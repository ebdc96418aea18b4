//! Shared fixtures: HS256 tokens and providers wired to a mock server

#![allow(dead_code)]

use std::sync::Arc;
use std::time::{SystemTime, UNIX_EPOCH};

use authgate_session::providers::{OidcProvider, ProviderData};
use authgate_session::verify::{
    JwtConfig, JwtSignatureVerifier, TokenVerifier, VerificationOptions,
};
use jsonwebtoken::{Algorithm, EncodingKey, Header};
use serde_json::{Value, json};
use url::Url;
use wiremock::MockServer;

pub const CLIENT_ID: &str = "https://test.myapp.com";
pub const CLIENT_SECRET: &str = "secret";
pub const ISSUER: &str = "https://issuer.example.com";
pub const HS_SECRET: &str = "integration-test-secret";

pub fn now_secs() -> u64 {
    SystemTime::now()
        .duration_since(UNIX_EPOCH)
        .unwrap()
        .as_secs()
}

pub fn mint(claims: &Value) -> String {
    jsonwebtoken::encode(
        &Header::new(Algorithm::HS256),
        claims,
        &EncodingKey::from_secret(HS_SECRET.as_bytes()),
    )
    .unwrap()
}

/// Identity token claims for janed@me.com
pub fn id_token_claims() -> Value {
    json!({
        "iss": ISSUER,
        "aud": CLIENT_ID,
        "sub": "123456789",
        "email": "janed@me.com",
        "email_verified": true,
        "phone_number": "+4798765432",
        "groups": ["test:a", "test:b"],
        "iat": now_secs(),
        "exp": now_secs() + 3600,
    })
}

pub fn with_claims(overrides: &Value) -> Value {
    let mut claims = id_token_claims();
    if let (Value::Object(base), Value::Object(extra)) = (&mut claims, overrides) {
        for (k, v) in extra {
            if v.is_null() {
                base.remove(k);
            } else {
                base.insert(k.clone(), v.clone());
            }
        }
    }
    claims
}

pub fn url(server: &MockServer, path: &str) -> Url {
    Url::parse(&format!("{}{path}", server.uri())).unwrap()
}

pub fn provider_data(server: &MockServer) -> ProviderData {
    ProviderData {
        client_id: CLIENT_ID.into(),
        client_secret: CLIENT_SECRET.into(),
        login_url: Some(url(server, "/login/oauth/authorize")),
        redeem_url: Some(url(server, "/login/oauth/access_token")),
        profile_url: Some(url(server, "/profile")),
        ..ProviderData::default()
    }
}

pub fn verifier() -> TokenVerifier {
    let config = JwtConfig::new(Url::parse(ISSUER).unwrap()).with_hs_secret(HS_SECRET.into());
    let delegate = JwtSignatureVerifier::new(config, reqwest::Client::new());
    TokenVerifier::new(Arc::new(delegate), VerificationOptions::new(CLIENT_ID))
}

pub fn oidc_provider(data: ProviderData) -> OidcProvider {
    OidcProvider::new(data, reqwest::Client::new()).with_verifier(verifier())
}

pub fn token_response(id_token: Option<&str>, refresh_token: Option<&str>) -> Value {
    let mut body = json!({
        "access_token": "a1234",
        "token_type": "Bearer",
        "expires_in": 10,
    });
    if let Some(id_token) = id_token {
        body["id_token"] = json!(id_token);
    }
    if let Some(refresh_token) = refresh_token {
        body["refresh_token"] = json!(refresh_token);
    }
    body
}
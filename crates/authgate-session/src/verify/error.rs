//! Token verification error types

use thiserror::Error;

#[derive(Debug, Error)]
pub enum VerificationError {
    #[error("invalid token")]
    InvalidToken,

    #[error("malformed token: {0}")]
    Malformed(String),

    #[error("token expired")]
    TokenExpired,

    #[error("invalid issuer")]
    InvalidIssuer,

    #[error("invalid signature")]
    InvalidSignature,

    #[error("key not found: {0}")]
    KeyNotFound(String),

    #[error("no matching key for algorithm")]
    NoMatchingKey,

    #[error("JWKS fetch failed: {0}")]
    KeySetUnavailable(String),

    #[error("audience claim {0} not found in token")]
    MissingAudience(String),

    #[error(
        "audience from claim {claim} with value {value} does not match with any of allowed audiences [{}]",
        .allowed.join(" ")
    )]
    AudienceMismatch {
        claim: String,
        value: String,
        allowed: Vec<String>,
    },

    #[error("email in id_token ({0}) isn't verified")]
    UnverifiedEmail(String),

    #[error("token validation failed: {0}")]
    ValidationFailed(String),
}

impl From<jsonwebtoken::errors::Error> for VerificationError {
    fn from(err: jsonwebtoken::errors::Error) -> Self {
        use jsonwebtoken::errors::ErrorKind;
        match err.kind() {
            ErrorKind::ExpiredSignature => Self::TokenExpired,
            ErrorKind::InvalidIssuer => Self::InvalidIssuer,
            ErrorKind::InvalidSignature => Self::InvalidSignature,
            ErrorKind::InvalidToken | ErrorKind::Base64(_) | ErrorKind::Json(_) => {
                Self::InvalidToken
            }
            _ => Self::ValidationFailed(err.to_string()),
        }
    }
}

#[cfg(test)]
mod tests {
    use super::*;

    #[test]
    fn test_verification_error_display() {
        assert_eq!(VerificationError::InvalidToken.to_string(), "invalid token");
        assert_eq!(VerificationError::TokenExpired.to_string(), "token expired");
        assert_eq!(
            VerificationError::InvalidSignature.to_string(),
            "invalid signature"
        );
    }

    #[test]
    fn test_key_not_found_error() {
        let err = VerificationError::KeyNotFound("kid123".to_string());
        assert_eq!(err.to_string(), "key not found: kid123");
    }

    #[test]
    fn test_audience_mismatch_message_is_deterministic() {
        let err = VerificationError::AudienceMismatch {
            claim: "client_id".to_string(),
            value: "1226737".to_string(),
            allowed: vec!["7817818".to_string(), "xyz".to_string(), "abc".to_string()],
        };
        assert_eq!(
            err.to_string(),
            "audience from claim client_id with value 1226737 does not match with any of \
             allowed audiences [7817818 xyz abc]"
        );
    }

    #[test]
    fn test_missing_audience_error() {
        let err = VerificationError::MissingAudience("aud".to_string());
        assert_eq!(err.to_string(), "audience claim aud not found in token");
    }

    #[test]
    fn test_jsonwebtoken_error_mapping() {
        use jsonwebtoken::errors::ErrorKind;

        let err: VerificationError = jsonwebtoken::errors::Error::from(ErrorKind::ExpiredSignature).into();
        assert!(matches!(err, VerificationError::TokenExpired));

        let err: VerificationError = jsonwebtoken::errors::Error::from(ErrorKind::InvalidIssuer).into();
        assert!(matches!(err, VerificationError::InvalidIssuer));

        let err: VerificationError = jsonwebtoken::errors::Error::from(ErrorKind::InvalidToken).into();
        assert!(matches!(err, VerificationError::InvalidToken));
    }
}
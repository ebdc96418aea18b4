//! Provider-independent configuration

use std::collections::BTreeSet;
use std::path::PathBuf;

use url::Url;

use crate::constants::{DEFAULT_EMAIL_CLAIM, DEFAULT_GROUPS_CLAIM};
use crate::session::Session;
use crate::{Error, Result};

/// Endpoints, credentials and claim names shared by every provider family
#[derive(Clone)]
pub struct ProviderData {
    pub provider_name: String,
    pub client_id: String,
    pub client_secret: String,
    /// Read at use time when `client_secret` is empty
    pub client_secret_file: Option<PathBuf>,
    pub login_url: Option<Url>,
    pub redeem_url: Option<Url>,
    pub profile_url: Option<Url>,
    pub introspect_url: Option<Url>,
    pub validate_url: Option<Url>,
    pub scope: String,
    pub approval_prompt: String,
    pub email_claim: String,
    pub groups_claim: String,
    pub allow_unverified_email: bool,
    /// Omit the `nonce` parameter from login URLs
    pub skip_nonce: bool,
    /// Groups allowed through [`ProviderData::authorize`]; empty allows all
    pub allowed_groups: BTreeSet<String>,
}

impl std::fmt::Debug for ProviderData {
    fn fmt(&self, f: &mut std::fmt::Formatter<'_>) -> std::fmt::Result {
        f.debug_struct("ProviderData")
            .field("provider_name", &self.provider_name)
            .field("client_id", &self.client_id)
            .field("has_client_secret", &!self.client_secret.is_empty())
            .field("login_url", &self.login_url)
            .field("redeem_url", &self.redeem_url)
            .field("profile_url", &self.profile_url)
            .field("introspect_url", &self.introspect_url)
            .field("validate_url", &self.validate_url)
            .field("scope", &self.scope)
            .field("email_claim", &self.email_claim)
            .field("groups_claim", &self.groups_claim)
            .finish_non_exhaustive()
    }
}

impl Default for ProviderData {
    fn default() -> Self {
        Self {
            provider_name: String::new(),
            client_id: String::new(),
            client_secret: String::new(),
            client_secret_file: None,
            login_url: None,
            redeem_url: None,
            profile_url: None,
            introspect_url: None,
            validate_url: None,
            scope: String::new(),
            approval_prompt: String::new(),
            email_claim: DEFAULT_EMAIL_CLAIM.to_string(),
            groups_claim: DEFAULT_GROUPS_CLAIM.to_string(),
            allow_unverified_email: false,
            skip_nonce: true,
            allowed_groups: BTreeSet::new(),
        }
    }
}

impl ProviderData {
    #[must_use]
    pub fn new(provider_name: impl Into<String>, client_id: impl Into<String>) -> Self {
        Self {
            provider_name: provider_name.into(),
            client_id: client_id.into(),
            ..Self::default()
        }
    }

    /// Client secret, read from `client_secret_file` when no inline secret
    /// is set.
    ///
    /// Read failures are reported without the file name.
    pub fn client_secret(&self) -> Result<String> {
        let Some(path) = self.client_secret_file.as_ref() else {
            return Ok(self.client_secret.clone());
        };
        if !self.client_secret.is_empty() {
            return Ok(self.client_secret.clone());
        }

        std::fs::read_to_string(path).map_err(|e| {
            tracing::error!(path = %path.display(), error = %e, "error reading client secret file");
            Error::Config("could not read client secret file".into())
        })
    }

    pub(crate) fn redeem_url(&self) -> Result<&Url> {
        self.redeem_url
            .as_ref()
            .ok_or_else(|| Error::Config("redeem URL not configured".into()))
    }

    /// Authorization URL the user agent is sent to
    pub fn login_url(&self, redirect_uri: &str, state: &str, nonce: &str) -> Result<Url> {
        let mut url = self
            .login_url
            .clone()
            .ok_or_else(|| Error::Config("login URL not configured".into()))?;

        {
            let mut query = url.query_pairs_mut();
            if !self.approval_prompt.is_empty() {
                query.append_pair("approval_prompt", &self.approval_prompt);
            }
            query
                .append_pair("redirect_uri", redirect_uri)
                .append_pair("response_type", "code")
                .append_pair("scope", &self.scope)
                .append_pair("client_id", &self.client_id)
                .append_pair("state", state);
            if !self.skip_nonce {
                query.append_pair("nonce", nonce);
            }
        }
        Ok(url)
    }

    pub fn add_allowed_groups<I, S>(&mut self, groups: I)
    where
        I: IntoIterator<Item = S>,
        S: Into<String>,
    {
        self.allowed_groups.extend(groups.into_iter().map(Into::into));
    }

    /// Whether the session passes the group restriction
    #[must_use]
    pub fn authorize(&self, session: &Session) -> bool {
        if self.allowed_groups.is_empty() {
            return true;
        }
        session
            .groups
            .iter()
            .flatten()
            .any(|g| self.allowed_groups.contains(g))
    }
}
//! OIDC discovery using the openidconnect crate

use std::time::Duration;

use openidconnect::IssuerUrl;
use openidconnect::core::CoreProviderMetadata;
use url::Url;

use super::data::ProviderData;
use crate::{Error, Result};

/// Endpoints published in the issuer's discovery document
#[derive(Debug, Clone, PartialEq, Eq)]
pub struct DiscoveredEndpoints {
    pub authorization_url: Url,
    pub token_url: Option<Url>,
    pub userinfo_url: Option<Url>,
    pub jwks_uri: Url,
}

impl DiscoveredEndpoints {
    /// Fill endpoints the configuration left unset
    pub fn fill(&self, data: &mut ProviderData) {
        if data.login_url.is_none() {
            data.login_url = Some(self.authorization_url.clone());
        }
        if data.redeem_url.is_none() {
            data.redeem_url.clone_from(&self.token_url);
        }
        if data.profile_url.is_none() {
            data.profile_url.clone_from(&self.userinfo_url);
        }
    }
}

fn parse(kind: &str, value: &str) -> Result<Url> {
    Url::parse(value).map_err(|e| Error::Config(format!("Invalid {kind} URL: {e}")))
}

/// Fetch `<issuer>/.well-known/openid-configuration`
pub async fn discover(issuer: &Url, timeout: Duration) -> Result<DiscoveredEndpoints> {
    tracing::info!(issuer = %issuer, "Discovering OIDC provider");

    let issuer_url = IssuerUrl::new(issuer.as_str().trim_end_matches('/').to_string())
        .map_err(|e| Error::Config(format!("Invalid issuer URL: {e}")))?;

    // openidconnect re-exports its own reqwest version
    let http_client = openidconnect::reqwest::Client::builder()
        .timeout(timeout)
        .redirect(openidconnect::reqwest::redirect::Policy::none())
        .build()
        .map_err(|e| Error::Config(format!("Failed to create HTTP client: {e}")))?;

    let metadata = CoreProviderMetadata::discover_async(issuer_url, &http_client)
        .await
        .map_err(|e| Error::transport("OIDC discovery", e.to_string()))?;

    let endpoints = DiscoveredEndpoints {
        authorization_url: parse("authorization", metadata.authorization_endpoint().as_str())?,
        token_url: metadata
            .token_endpoint()
            .map(|u| parse("token", u.as_str()))
            .transpose()?,
        userinfo_url: metadata
            .userinfo_endpoint()
            .map(|u| parse("userinfo", u.as_str()))
            .transpose()?,
        jwks_uri: parse("JWKS", metadata.jwks_uri().as_str())?,
    };

    tracing::info!(jwks_uri = %endpoints.jwks_uri, "OIDC discovery complete");
    Ok(endpoints)
}

#[cfg(test)]
mod tests {
    use super::*;

    fn endpoints() -> DiscoveredEndpoints {
        DiscoveredEndpoints {
            authorization_url: Url::parse("https://idp.example.com/auth").unwrap(),
            token_url: Some(Url::parse("https://idp.example.com/token").unwrap()),
            userinfo_url: Some(Url::parse("https://idp.example.com/userinfo").unwrap()),
            jwks_uri: Url::parse("https://idp.example.com/certs").unwrap(),
        }
    }

    #[test]
    fn test_fill_only_unset() {
        let mut data = ProviderData {
            redeem_url: Some(Url::parse("https://override.example.com/token").unwrap()),
            ..ProviderData::default()
        };
        endpoints().fill(&mut data);

        assert_eq!(
            data.redeem_url.unwrap().as_str(),
            "https://override.example.com/token"
        );
        assert_eq!(data.login_url.unwrap().as_str(), "https://idp.example.com/auth");
        assert_eq!(
            data.profile_url.unwrap().as_str(),
            "https://idp.example.com/userinfo"
        );
    }

    #[tokio::test]
    async fn test_discover_unreachable_issuer() {
        let issuer = Url::parse("http://127.0.0.1:1/realms/test").unwrap();
        let err = discover(&issuer, Duration::from_secs(2)).await.unwrap_err();
        assert!(err.is_transport());
    }
}
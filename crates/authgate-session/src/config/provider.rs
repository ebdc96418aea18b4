//! Provider assembly from a [`GatewayConfig`]

use std::sync::Arc;

use super::builder::{GatewayConfig, ProviderKind};
use crate::providers::{
    KeycloakOidcProvider, NextcloudProvider, OidcProvider, Provider, ProviderData,
};
use crate::verify::{JwtConfig, JwtSignatureVerifier, TokenVerifier, VerificationOptions};
use crate::{Error, Result};

/// Assemble the configured provider family with its token verifier.
///
/// With `discover` set, unset endpoints and the JWKS URI are taken from the
/// issuer's discovery document.
pub async fn build_provider(config: &GatewayConfig) -> Result<Box<dyn Provider>> {
    let http = reqwest::Client::builder()
        .timeout(config.http_timeout)
        .build()
        .map_err(|e| Error::Config(format!("Failed to create HTTP client: {e}")))?;

    let mut data = provider_data(config);
    let mut jwks_uri = config.jwks_uri.clone();

    if config.discover {
        let issuer = config
            .issuer
            .as_ref()
            .ok_or_else(|| Error::Config("discovery requires an issuer".into()))?;
        let discovered = discover_into(issuer, config, &mut data).await?;
        jwks_uri = jwks_uri.or(discovered);
    }

    let mut oidc = OidcProvider::new(data, http.clone());
    if let Some(issuer) = config.issuer.clone() {
        let mut jwt = JwtConfig::new(issuer)
            .with_skip_issuer_check(config.skip_issuer_check)
            .with_skip_expiry_check(config.skip_expiry_check);
        jwt.clock_skew = config.clock_skew;
        jwt.jwks_uri = jwks_uri;
        jwt.hs_secret.clone_from(&config.hs_secret);

        let options = VerificationOptions::new(config.client_id.clone())
            .with_audience_claim(config.audience_claim.clone())
            .with_extra_audiences(config.extra_audiences.iter().cloned());
        let delegate = JwtSignatureVerifier::new(jwt, http);
        oidc = oidc.with_verifier(TokenVerifier::new(Arc::new(delegate), options));
    }

    tracing::info!(
        provider = %config.provider,
        client_id = %config.client_id,
        "Provider configured"
    );

    Ok(match config.provider {
        ProviderKind::Oidc => Box::new(oidc),
        ProviderKind::Keycloak => Box::new(KeycloakOidcProvider::new(oidc)),
        ProviderKind::Nextcloud => Box::new(NextcloudProvider::new(oidc)),
    })
}

fn provider_data(config: &GatewayConfig) -> ProviderData {
    let mut data = ProviderData {
        provider_name: config.provider_name.clone(),
        client_id: config.client_id.clone(),
        client_secret: config.client_secret.clone(),
        client_secret_file: config.client_secret_file.clone(),
        login_url: config.login_url.clone(),
        redeem_url: config.redeem_url.clone(),
        profile_url: config.profile_url.clone(),
        introspect_url: config.introspect_url.clone(),
        validate_url: config.validate_url.clone(),
        scope: config.scope.clone(),
        email_claim: config.email_claim.clone(),
        groups_claim: config.groups_claim.clone(),
        allow_unverified_email: config.allow_unverified_email,
        skip_nonce: config.skip_nonce,
        ..ProviderData::default()
    };
    data.add_allowed_groups(&config.allowed_groups);
    data
}

#[cfg(feature = "discovery")]
async fn discover_into(
    issuer: &url::Url,
    config: &GatewayConfig,
    data: &mut ProviderData,
) -> Result<Option<url::Url>> {
    let endpoints = crate::providers::discover(issuer, config.http_timeout).await?;
    endpoints.fill(data);
    Ok(Some(endpoints.jwks_uri))
}

#[cfg(not(feature = "discovery"))]
#[allow(clippy::unused_async)]
async fn discover_into(
    _issuer: &url::Url,
    _config: &GatewayConfig,
    _data: &mut ProviderData,
) -> Result<Option<url::Url>> {
    Err(Error::Config(
        "discovery requested but the `discovery` feature is disabled".into(),
    ))
}

#[cfg(test)]
mod tests {
    use url::Url;

    use super::*;
    use crate::config::ConfigBuilder;
    use crate::context::RequestContext;

    fn builder(kind: ProviderKind) -> ConfigBuilder {
        ConfigBuilder::new()
            .provider(kind)
            .client_id("gateway")
            .issuer(Url::parse("https://idp.example.com").unwrap())
            .hs_secret("secret")
    }

    #[tokio::test]
    async fn test_builds_each_family() {
        let oidc = build_provider(&builder(ProviderKind::Oidc).build().unwrap())
            .await
            .unwrap();
        assert_eq!(oidc.data().client_id, "gateway");
        assert!(oidc.data().provider_name.is_empty());

        let keycloak = build_provider(&builder(ProviderKind::Keycloak).build().unwrap())
            .await
            .unwrap();
        assert_eq!(keycloak.data().provider_name, "Keycloak OIDC");

        let nextcloud = build_provider(
            &builder(ProviderKind::Nextcloud)
                .validate_url(Url::parse("https://cloud.example.com/ocs/v2.php/cloud/user").unwrap())
                .build()
                .unwrap(),
        )
        .await
        .unwrap();
        assert_eq!(nextcloud.data().provider_name, "Nextcloud");
    }

    #[tokio::test]
    async fn test_provider_data_carries_claims_and_groups() {
        let config = builder(ProviderKind::Oidc)
            .email_claim("phone_number")
            .allowed_groups(vec!["admins".into()])
            .build()
            .unwrap();
        let provider = build_provider(&config).await.unwrap();
        assert_eq!(provider.data().email_claim, "phone_number");
        assert!(provider.data().allowed_groups.contains("admins"));
    }

    #[tokio::test]
    async fn test_nextcloud_without_issuer_has_no_verifier() {
        let config = ConfigBuilder::new()
            .provider(ProviderKind::Nextcloud)
            .client_id("c")
            .validate_url(Url::parse("https://cloud.example.com/user").unwrap())
            .build()
            .unwrap();
        let provider = build_provider(&config).await.unwrap();
        let err = provider
            .create_session_from_token(&RequestContext::new(), "a.b.c")
            .await
            .unwrap_err();
        assert!(err.is_config());
    }
}
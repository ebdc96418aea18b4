//! Logging and metrics setup

#[cfg(feature = "metrics")]
mod metrics;

#[cfg(feature = "metrics")]
pub use metrics::{
    init_metrics, record_enrich_failure, record_redeem, record_refresh,
    record_verification_failure, render_metrics,
};

use crate::Result;
use crate::config::TelemetryConfig;

/// Initialize observability stack
pub fn init_observability(config: &TelemetryConfig) -> Result<()> {
    #[cfg(feature = "metrics")]
    {
        init_metrics()?;
    }

    init_logging(config);
    Ok(())
}

fn init_logging(config: &TelemetryConfig) {
    use tracing_subscriber::layer::SubscriberExt;
    use tracing_subscriber::util::SubscriberInitExt;
    use tracing_subscriber::{EnvFilter, Layer};

    let filter =
        EnvFilter::try_from_default_env().unwrap_or_else(|_| EnvFilter::new(&config.log_level));

    let fmt_layer = if config.json_logs {
        tracing_subscriber::fmt::layer()
            .json()
            .with_target(true)
            .with_writer(std::io::stderr)
            .boxed()
    } else {
        tracing_subscriber::fmt::layer()
            .with_target(true)
            .with_writer(std::io::stderr)
            .boxed()
    };

    // A global subscriber may already be installed (tests, embedding hosts)
    let _ = tracing_subscriber::registry()
        .with(filter)
        .with(fmt_layer)
        .try_init();
}

#[cfg(test)]
mod tests {
    use super::*;

    #[test]
    fn test_telemetry_config_default() {
        let config = TelemetryConfig::default();
        assert_eq!(config.log_level, "info");
        assert!(!config.json_logs);
    }

    #[test]
    fn test_init_logging_twice_does_not_panic() {
        let config = TelemetryConfig {
            log_level: "debug".to_string(),
            json_logs: true,
        };
        init_logging(&config);
        init_logging(&TelemetryConfig::default());
    }
}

• REQUIRED WORK
In the listing above, how many lines include the word "KeyNotFound"? Answer with the number and nothing more.

• WRITTEN RESPONSE
2